Now, we can find the join paths using only this metadata.

```{r metadata_only_run}
# Find paths without looking at the data
metadata_paths <- map_join_paths(master_meta)
print(metadata_paths)
```

The function correctly identifies two `METADATA` paths: `transactions` can be joined to `customers` on `customer_id`, and to `products` on `product_id`.

## Case 2: Multi-Variable Key Joins

The function also handles composite keys. Let's imagine a table `daily_promos` whose primary key is the combination of `product_id` and `region`.

```{r multi_key_setup}
daily_promos_meta <- table_info("daily_promos", "d.csv", c("product_id", "region"), list(list(OutcomeName="x",ValueExpression=1,AggregationMethods=list(list(AggregatedName="y",AggregationFunction="z",GroupingVariables="region")))))

# Add a grouping variable to transactions that matches this composite key
transactions_multi_meta <- table_info("transactions", "t.csv", "trans_id", list(
  list(OutcomeName="rev", ValueExpression=1, AggregationMethods=list(
    list(AggregatedName="promo_rev", AggregationFunction="sum", GroupingVariables=c("product_id", "region"))
  ))
))

multi_key_meta <- rbindlist(list(daily_promos_meta, transactions_multi_meta))
```

```{r multi_key_run}
multi_key_paths <- map_join_paths(multi_key_meta)
print(multi_key_paths)
```
The function correctly identifies the single, multi-variable join path.

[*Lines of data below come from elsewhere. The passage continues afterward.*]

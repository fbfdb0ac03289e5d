//! External title catalog abstraction.
//!
//! The rest of the crate only needs two lookups from a catalog: free-text
//! search and metadata by id. Implementations own their HTTP client, their
//! credentials and any response caching.

use crate::{
    error::AppResult,
    models::{CatalogDetails, CatalogKind, CatalogSearchResult, SearchScope},
};

pub mod tmdb;

pub use tmdb::TmdbProvider;

#[cfg_attr(test, mockall::automock)]
#[async_trait::async_trait]
pub trait CatalogProvider: Send + Sync {
    /// Search titles by name; movies come before TV shows
    async fn search(&self, query: &str, scope: SearchScope) -> AppResult<Vec<CatalogSearchResult>>;

    /// Full metadata for one catalog id
    async fn details(&self, id: i64, kind: CatalogKind) -> AppResult<CatalogDetails>;

    /// Provider name for logging
    fn name(&self) -> &'static str;
}
use serde::Deserialize;
use uuid::Uuid;

use crate::{
    db::Store,
    error::{AppError, AppResult},
    models::{
        double_option, non_empty, Excitement, MediaItem, Preference, PreferenceInput,
        PreferenceNotesUpdate, PreferenceStatus,
    },
    services::rooms::require_membership,
};

/// Body of a full rating
#[derive(Debug, Clone, Default, Deserialize)]
#[serde(rename_all = "camelCase")]
pub struct RatePreferenceRequest {
    pub status: Option<String>,
    pub excitement: Option<i64>,
    pub notes: Option<String>,
    pub recommended_by_name: Option<String>,
    pub recommendation_context: Option<String>,
}

/// Body of a notes-only update; `null` clears a field
#[derive(Debug, Clone, Default, Deserialize)]
#[serde(rename_all = "camelCase")]
pub struct PreferenceNotesRequest {
    #[serde(default, deserialize_with = "double_option")]
    pub notes: Option<Option<String>>,
    #[serde(default, deserialize_with = "double_option")]
    pub recommended_by_name: Option<Option<String>>,
    #[serde(default, deserialize_with = "double_option")]
    pub recommendation_context: Option<Option<String>>,
}

impl From<PreferenceNotesRequest> for PreferenceNotesUpdate {
    fn from(req: PreferenceNotesRequest) -> Self {
        PreferenceNotesUpdate {
            notes: req.notes.map(non_empty),
            recommended_by_name: req.recommended_by_name.map(non_empty),
            recommendation_context: req.recommendation_context.map(non_empty),
        }
    }
}

pub fn parse_status(raw: &str) -> AppResult<PreferenceStatus> {
    raw.parse()
        .map_err(|_| AppError::InvalidInput(format!("Invalid status: {}", raw)))
}

pub fn parse_excitement(raw: i64) -> AppResult<Excitement> {
    Excitement::try_from(raw).map_err(AppError::InvalidInput)
}

/// Validated rating fields; `missing` is the message used when status or
/// excitement is absent
pub fn preference_input(
    status: Option<&str>,
    excitement: Option<i64>,
    notes: Option<String>,
    recommended_by_name: Option<String>,
    recommendation_context: Option<String>,
    missing: &str,
) -> AppResult<PreferenceInput> {
    let (Some(status), Some(excitement)) = (status.filter(|s| !s.trim().is_empty()), excitement)
    else {
        return Err(AppError::InvalidInput(missing.to_string()));
    };

    Ok(PreferenceInput {
        status: parse_status(status)?,
        excitement: parse_excitement(excitement)?,
        notes: non_empty(notes),
        recommended_by_name: non_empty(recommended_by_name),
        recommendation_context: non_empty(recommendation_context),
    })
}

/// Loads an item the caller may rate: it must exist and be in one of their rooms
async fn rateable_item(store: &dyn Store, user_id: Uuid, media_item_id: Uuid) -> AppResult<MediaItem> {
    let item = store
        .get_media_item(media_item_id)
        .await?
        .ok_or_else(|| AppError::NotFound("Media item not found".to_string()))?;
    require_membership(store, user_id, item.room_id).await?;
    Ok(item)
}

/// Creates or replaces the caller's rating of an item
pub async fn rate_media(
    store: &dyn Store,
    user_id: Uuid,
    media_item_id: Uuid,
    request: RatePreferenceRequest,
) -> AppResult<Preference> {
    let input = preference_input(
        request.status.as_deref(),
        request.excitement,
        request.notes,
        request.recommended_by_name,
        request.recommendation_context,
        "Status and excitement are required",
    )?;
    rateable_item(store, user_id, media_item_id).await?;

    let preference = store.upsert_preference(user_id, media_item_id, &input).await?;
    tracing::info!(
        user_id = %user_id,
        media_item_id = %media_item_id,
        status = %preference.status,
        excitement = preference.excitement.value(),
        "Preference saved"
    );
    Ok(preference)
}

/// Updates only the free-text fields, creating a default rating when missing
pub async fn update_notes(
    store: &dyn Store,
    user_id: Uuid,
    media_item_id: Uuid,
    request: PreferenceNotesRequest,
) -> AppResult<Preference> {
    rateable_item(store, user_id, media_item_id).await?;
    let update = PreferenceNotesUpdate::from(request);
    store
        .update_preference_notes(user_id, media_item_id, &update)
        .await
}
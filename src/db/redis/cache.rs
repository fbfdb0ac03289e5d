use redis::AsyncCommands;
use redis::Client;
use std::fmt::Display;
use tokio::sync::mpsc;

use crate::error::AppError;
use crate::error::AppResult;
use crate::models::{CatalogKind, SearchScope};

#[derive(Debug, Clone, PartialEq, Eq, Hash)]
pub enum CacheKey {
    CatalogSearch { scope: SearchScope, query: String },
    CatalogDetails { kind: CatalogKind, id: i64 },
}

impl Display for CacheKey {
    fn fmt(&self, f: &mut std::fmt::Formatter<'_>) -> std::fmt::Result {
        match self {
            CacheKey::CatalogSearch { scope, query } => {
                let scope = match scope {
                    SearchScope::Movie => "movie",
                    SearchScope::Tv => "tv",
                    SearchScope::Mixed => "mixed",
                };
                write!(f, "tmdb:search:{}:{}", scope, query.trim().to_lowercase())
            }
            CacheKey::CatalogDetails { kind, id } => {
                write!(f, "tmdb:details:{}:{}", kind.path(), id)
            }
        }
    }
}

/// Creates a Redis client for caching
pub fn create_redis_client(redis_url: &str) -> anyhow::Result<Client> {
    let client = Client::open(redis_url)?;
    Ok(client)
}

/// Message for asynchronous cache writes
struct CacheWriteMessage {
    key: String,
    value: String,
    ttl: u64,
}

/// Cache handler for storing and retrieving data from Redis
#[derive(Clone)]
pub struct Cache {
    redis_client: Client,
    write_tx: mpsc::UnboundedSender<CacheWriteMessage>,
}

/// Handle for gracefully shutting down the cache writer
pub struct CacheWriterHandle {
    shutdown_tx: mpsc::Sender<()>,
}

impl CacheWriterHandle {
    /// Signals the writer task to flush pending writes and stop
    pub async fn shutdown(self) {
        let _ = self.shutdown_tx.send(()).await;
        tracing::info!("Cache writer shutdown signal sent");
    }
}

impl Cache {
    /// Creates a new Cache instance with an async write background task
    ///
    /// The spawned task owns all writes, so responses never wait on Redis.
    pub fn new(redis_client: Client) -> (Self, CacheWriterHandle) {
        let (write_tx, write_rx) = mpsc::unbounded_channel();
        let (shutdown_tx, shutdown_rx) = mpsc::channel(1);

        let client = redis_client.clone();
        tokio::spawn(async move {
            Self::cache_writer_task(client, write_rx, shutdown_rx).await;
        });

        let cache = Self {
            redis_client,
            write_tx,
        };

        (cache, CacheWriterHandle { shutdown_tx })
    }

    /// Drains write messages until shutdown, then flushes what is left
    async fn cache_writer_task(
        client: Client,
        mut write_rx: mpsc::UnboundedReceiver<CacheWriteMessage>,
        mut shutdown_rx: mpsc::Receiver<()>,
    ) {
        tracing::info!("Cache writer task started");

        loop {
            tokio::select! {
                Some(msg) = write_rx.recv() => {
                    if let Err(e) = Self::write_to_redis(&client, msg).await {
                        tracing::error!(error = %e, "Failed to write to Redis cache");
                    }
                }
                _ = shutdown_rx.recv() => {
                    write_rx.close();
                    let mut flushed = 0usize;
                    while let Some(msg) = write_rx.recv().await {
                        if let Err(e) = Self::write_to_redis(&client, msg).await {
                            tracing::error!(error = %e, "Failed to flush cache write during shutdown");
                        } else {
                            flushed += 1;
                        }
                    }

                    tracing::info!(flushed, "Cache writer task stopped");
                    break;
                }
            }
        }
    }

    async fn write_to_redis(client: &Client, msg: CacheWriteMessage) -> AppResult<()> {
        let mut conn = client.get_multiplexed_async_connection().await?;
        let _: () = conn.set_ex(msg.key, msg.value, msg.ttl).await?;
        Ok(())
    }

    /// Retrieves and deserializes a cached value; `None` on a miss
    pub async fn get_from_cache<T: serde::de::DeserializeOwned>(
        &self,
        key: &CacheKey,
    ) -> AppResult<Option<T>> {
        let mut conn = self.redis_client.get_multiplexed_async_connection().await?;
        let cached: Option<String> = conn.get(key.to_string()).await?;

        match cached {
            Some(json) => {
                let data = serde_json::from_str(&json).map_err(|e| {
                    AppError::Internal(format!("Cache deserialization error: {}", e))
                })?;
                Ok(Some(data))
            }
            None => Ok(None),
        }
    }

    /// Queues a write for the background task and returns immediately
    pub fn set_in_background<T: serde::Serialize>(&self, key: &CacheKey, value: &T, ttl: u64) {
        let json = match serde_json::to_string(value) {
            Ok(j) => j,
            Err(e) => {
                tracing::error!(error = %e, "Cache serialization error");
                return;
            }
        };

        let msg = CacheWriteMessage {
            key: key.to_string(),
            value: json,
            ttl,
        };

        if let Err(e) = self.write_tx.send(msg) {
            tracing::error!(error = %e, "Failed to send cache write message");
        }
    }
}
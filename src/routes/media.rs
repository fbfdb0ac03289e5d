use axum::{
    extract::{Path, Query, State},
    http::StatusCode,
    Extension, Json,
};
use serde_json::{json, Value};
use uuid::Uuid;

use crate::{
    error::AppResult,
    middleware::AuthUser,
    routes::{success, AppState},
    services::media::{self, AddMediaRequest, MediaListQuery, UpdateMediaRequest},
};

/// Filtered listing of one room
pub async fn list(
    State(state): State<AppState>,
    Extension(auth): Extension<AuthUser>,
    Path(room_id): Path<Uuid>,
    Query(query): Query<MediaListQuery>,
) -> AppResult<Json<Value>> {
    let items = media::list_room_media(state.store.as_ref(), auth.user_id, room_id, &query).await?;
    Ok(Json(json!({ "items": items })))
}

pub async fn add(
    State(state): State<AppState>,
    Extension(auth): Extension<AuthUser>,
    Path(room_id): Path<Uuid>,
    Json(request): Json<AddMediaRequest>,
) -> AppResult<(StatusCode, Json<Value>)> {
    let item = media::add_media(state.store.as_ref(), auth.user_id, room_id, request).await?;
    Ok((StatusCode::CREATED, Json(json!({ "mediaItem": item }))))
}

/// Items the caller created, across their rooms
pub async fn mine(
    State(state): State<AppState>,
    Extension(auth): Extension<AuthUser>,
    Query(query): Query<MediaListQuery>,
) -> AppResult<Json<Value>> {
    let items = media::list_my_media(state.store.as_ref(), auth.user_id, &query).await?;
    Ok(Json(json!({ "items": items })))
}

pub async fn update(
    State(state): State<AppState>,
    Extension(auth): Extension<AuthUser>,
    Path(id): Path<Uuid>,
    Json(request): Json<UpdateMediaRequest>,
) -> AppResult<Json<Value>> {
    let item = media::update_media(state.store.as_ref(), auth.user_id, id, request).await?;
    Ok(Json(json!({ "mediaItem": item })))
}

pub async fn delete(
    State(state): State<AppState>,
    Extension(auth): Extension<AuthUser>,
    Path(id): Path<Uuid>,
) -> AppResult<Json<Value>> {
    media::delete_media(state.store.as_ref(), auth.user_id, id).await?;
    Ok(success())
}

pub async fn unrated(
    State(state): State<AppState>,
    Extension(auth): Extension<AuthUser>,
    Path(room_id): Path<Uuid>,
) -> AppResult<Json<Value>> {
    let items = media::unrated_in_room(state.store.as_ref(), auth.user_id, room_id).await?;
    Ok(Json(json!({ "items": items })))
}
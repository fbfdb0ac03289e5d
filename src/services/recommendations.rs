//! "What should we watch?" ranking.
//!
//! Candidates come from the room's media listing narrowed by type and genre.
//! Preferences from users who are no longer members are ignored. Two modes:
//!
//! * `me`: items the caller is interested in, by the caller's excitement.
//! * `room`: items any member is interested in, by how many members are
//!   interested and then by their average excitement.
//!
//! Both modes fall back to newest-first and finally to item id, so the
//! order never depends on how the store happened to return rows.

use serde::{Deserialize, Serialize};
use std::{cmp::Ordering, collections::HashSet};
use uuid::Uuid;

use crate::{
    db::Store,
    error::AppResult,
    models::{MediaEntry, MediaType, Preference, PreferenceStatus},
    services::{
        aggregation::{is_interested, room_interest_stats, InterestStats},
        filter::MediaQueryBuilder,
        rooms::require_membership,
    },
};

/// Sentinel for `typePreference` meaning "no constraint"
pub const ANY_TYPE: &str = "any";

#[derive(Debug, Clone, Copy, Serialize, Deserialize, PartialEq, Eq)]
#[serde(rename_all = "lowercase")]
pub enum RecommendationMode {
    Me,
    Room,
}

#[derive(Debug, Clone, Deserialize)]
#[serde(rename_all = "camelCase")]
pub struct RecommendationRequest {
    pub mode: RecommendationMode,
    #[serde(default)]
    pub type_preference: Option<String>,
    /// Only the first entry narrows the candidates
    #[serde(default)]
    pub genres: Vec<String>,
}

#[derive(Debug, Clone, Serialize, PartialEq)]
pub struct InterestedUser {
    pub id: Uuid,
    pub name: String,
}

#[derive(Debug, Clone, Serialize, PartialEq)]
#[serde(rename_all = "camelCase")]
pub struct Recommendation {
    pub id: Uuid,
    pub title: String,
    #[serde(rename = "type")]
    pub media_type: MediaType,
    pub poster_url: Option<String>,
    pub description: Option<String>,
    pub genres: Vec<String>,
    pub runtime_minutes: Option<i32>,
    pub my_excitement: Option<u8>,
    pub my_status: Option<PreferenceStatus>,
    pub interested_count: usize,
    pub avg_excitement: f64,
    pub interested_users: Vec<InterestedUser>,
}

struct Candidate {
    entry: MediaEntry,
    mine: Option<Preference>,
    stats: Option<InterestStats>,
}

impl Candidate {
    fn my_excitement(&self) -> u8 {
        self.mine.as_ref().map(|p| p.excitement.value()).unwrap_or(0)
    }

    fn newest_first(&self, other: &Candidate) -> Ordering {
        other
            .entry
            .item
            .created_at
            .cmp(&self.entry.item.created_at)
            .then_with(|| self.entry.item.id.cmp(&other.entry.item.id))
    }

    fn into_recommendation(self) -> Recommendation {
        let (interested_count, avg_excitement, interested_users) = match &self.stats {
            Some(stats) => (
                stats.interested_count,
                stats.avg_excitement(),
                stats
                    .interested_users
                    .iter()
                    .map(|u| InterestedUser {
                        id: u.id,
                        name: u.name.clone(),
                    })
                    .collect(),
            ),
            None => (0, 0.0, Vec::new()),
        };

        let item = self.entry.item;
        Recommendation {
            id: item.id,
            title: item.title,
            media_type: item.media_type,
            poster_url: item.poster_url,
            description: item.description,
            genres: item.genres,
            runtime_minutes: item.runtime_minutes,
            my_excitement: self.mine.as_ref().map(|p| p.excitement.value()),
            my_status: self.mine.as_ref().map(|p| p.status),
            interested_count,
            avg_excitement,
            interested_users,
        }
    }
}

fn compare_solo(a: &Candidate, b: &Candidate) -> Ordering {
    b.my_excitement()
        .cmp(&a.my_excitement())
        .then_with(|| a.newest_first(b))
}

fn compare_room(a: &Candidate, b: &Candidate) -> Ordering {
    match (&a.stats, &b.stats) {
        (Some(sa), Some(sb)) => sb
            .interested_count
            .cmp(&sa.interested_count)
            .then_with(|| sb.cmp_avg(sa))
            .then_with(|| a.newest_first(b)),
        _ => a.newest_first(b),
    }
}

/// Orders candidate items for `user_id` among `member_ids`.
///
/// Pure: no I/O and no errors. Interest statistics are reported in both
/// modes so a solo pick can still show which members share the interest.
pub fn rank(
    entries: Vec<MediaEntry>,
    mode: RecommendationMode,
    user_id: Uuid,
    member_ids: &HashSet<Uuid>,
) -> Vec<Recommendation> {
    let mut candidates: Vec<Candidate> = entries
        .into_iter()
        .map(|mut entry| {
            entry
                .preferences
                .retain(|p| member_ids.contains(&p.preference.user_id));
            let mine = entry
                .preferences
                .iter()
                .find(|p| p.preference.user_id == user_id)
                .map(|p| p.preference.clone());
            let stats = room_interest_stats(&entry.preferences, member_ids);
            Candidate { entry, mine, stats }
        })
        .filter(|c| match mode {
            RecommendationMode::Me => c.mine.as_ref().is_some_and(is_interested),
            RecommendationMode::Room => c.stats.is_some(),
        })
        .collect();

    match mode {
        RecommendationMode::Me => candidates.sort_by(compare_solo),
        RecommendationMode::Room => candidates.sort_by(compare_room),
    }

    candidates
        .into_iter()
        .map(Candidate::into_recommendation)
        .collect()
}

/// Loads the room's candidates and ranks them for the caller
pub async fn recommend(
    store: &dyn Store,
    room_id: Uuid,
    user_id: Uuid,
    request: &RecommendationRequest,
) -> AppResult<Vec<Recommendation>> {
    require_membership(store, user_id, room_id).await?;

    let member_ids: HashSet<Uuid> = store.room_member_ids(room_id).await?.into_iter().collect();

    let type_preference = request
        .type_preference
        .as_deref()
        .filter(|t| !t.eq_ignore_ascii_case(ANY_TYPE));
    let query = MediaQueryBuilder::in_room(room_id, user_id)
        .media_type(type_preference)
        .genre_list(&request.genres)
        .build();

    let entries = store.query_media(&query).await?;
    let candidate_count = entries.len();
    let ranked = rank(entries, request.mode, user_id, &member_ids);

    tracing::info!(
        room_id = %room_id,
        mode = ?request.mode,
        candidates = candidate_count,
        ranked = ranked.len(),
        "Ranked recommendations"
    );

    Ok(ranked)
}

## Case 3: Inferring Joins from Data

What if our data is messy and key names don't align? Consider an `inventory` table where the product key is called `sku`, and an `orders` table that refers to it as `product_code`.

```{r inferred_setup}
# Define the data
inventory_data <- data.table(sku = c("s1", "s2", "s3"), stock = c(10, 20, 5))
orders_data <- data.table(order_id = 1:2, customer_ref = "c1", product_code = c("s1", "s2"))

data_list <- list(
  inventory = inventory_data,
  orders = orders_data
)

# Define the metadata. Note the mismatched names.
inventory_meta <- table_info("inventory", "i.csv", "sku", list(list(OutcomeName="x",ValueExpression=1,AggregationMethods=list(list(AggregatedName="y",AggregationFunction="z",GroupingVariables="stock")))))
orders_meta <- table_info("orders", "o.csv", "order_id", list(list(OutcomeName="x",ValueExpression=1,AggregationMethods=list(list(AggregatedName="y",AggregationFunction="z",GroupingVariables="product_code")))))

inferred_meta <- rbindlist(list(inventory_meta, orders_meta))
```

Running `map_join_paths` with only metadata would fail to find a path here. But by providing the `data_list`, we enable the data-driven search.

```{r inferred_run}
inferred_paths <- map_join_paths(inferred_meta, data_list = data_list)
print(inferred_paths)
```
Success! The function scanned the values and found that `orders$product_code` can be joined to `inventory$sku`. It correctly marks this path as `INFERRED`.

## Combining Both Methods

The true power of the function is when it combines both methods, automatically de-duplicating and prioritizing explicit metadata joins over inferred ones. This provides a complete and reliable map of all possible connections in your data ecosystem.